Investigation of Transporter-Mediated Drug-Drug Interactions Using PET/MRI

Abstract

Drug disposition consists of absorption, distribution, metabolism and excretion (ADME). For these processes, drugs and drug metabolites have to cross cellular membranes in different organs and tissues (e.g. intestine, liver, kidney, etc.). In many cases, movement of drugs and drug metabolites across cellular membranes is not just a passive diffusion-mediated process but occurs via saturable transmembrane transporters belonging either to the solute carrier (SLC) or adenosine triphosphate-binding cassette (ABC) families. When two drugs, which are recognized by the same SLC or ABC transporters, are co-administered, one drug may induce transporter inhibition/saturation and thereby change the disposition of the other drug as compared to when the drugs are administered alone. This phenomenon has been termed transporter-mediated drug-drug interaction (DDI), which is of great concern in drug development as this may impact drug safety and efficacy [1]. In many cases, changes in the activity of transmembrane transporters may lead to pronounced changes in drug tissue distribution (e.g. liver, kidneys, brain) without changes in drug plasma pharmacokinetics [2]. To assess such tissue DDIs in vivo, a methodology is needed to measure drug tissue concentration levels.

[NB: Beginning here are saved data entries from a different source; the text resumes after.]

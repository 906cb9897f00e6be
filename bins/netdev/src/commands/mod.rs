//! netdev command implementations.

pub mod link;
pub mod monitor;
pub mod status;
pub mod wait;

use std::io::Write;

use serde::Serialize;

/// Output settings shared by all commands.
#[derive(Debug, Clone, Copy)]
pub struct Output {
    pub json: bool,
    pub pretty: bool,
}

impl Output {
    /// Write `value` as one JSON document followed by a newline.
    pub fn write_json<W: Write, T: Serialize + ?Sized>(
        &self,
        out: &mut W,
        value: &T,
    ) -> anyhow::Result<()> {
        if self.pretty {
            serde_json::to_writer_pretty(&mut *out, value)?;
        } else {
            serde_json::to_writer(&mut *out, value)?;
        }
        writeln!(out)?;
        Ok(())
    }
}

The non-invasive nuclear imaging method positron emission tomography (PET) is a very powerful tool for measuring tissue distribution of drugs radiolabelled with positron-emitting radionuclides, such as carbon-11 (11C, half-life: 20.4 min) or fluorine-18 (18F, half-life: 109.8 min), in animals or humans [3, 4]. Dedicated small-animal PET systems allow to measure rodents (mice, rats) with high sensitivity and good spatial resolution. As PET does not provide anatomical information, it needs to be combined with anatomical imaging to allow for better definition of organs or tissues of interest. In this chapter, we provide a case report of how PET in combination with magnetic resonance imaging (MRI) can be used to assess transporter-mediated DDIs in different organs of the mouse.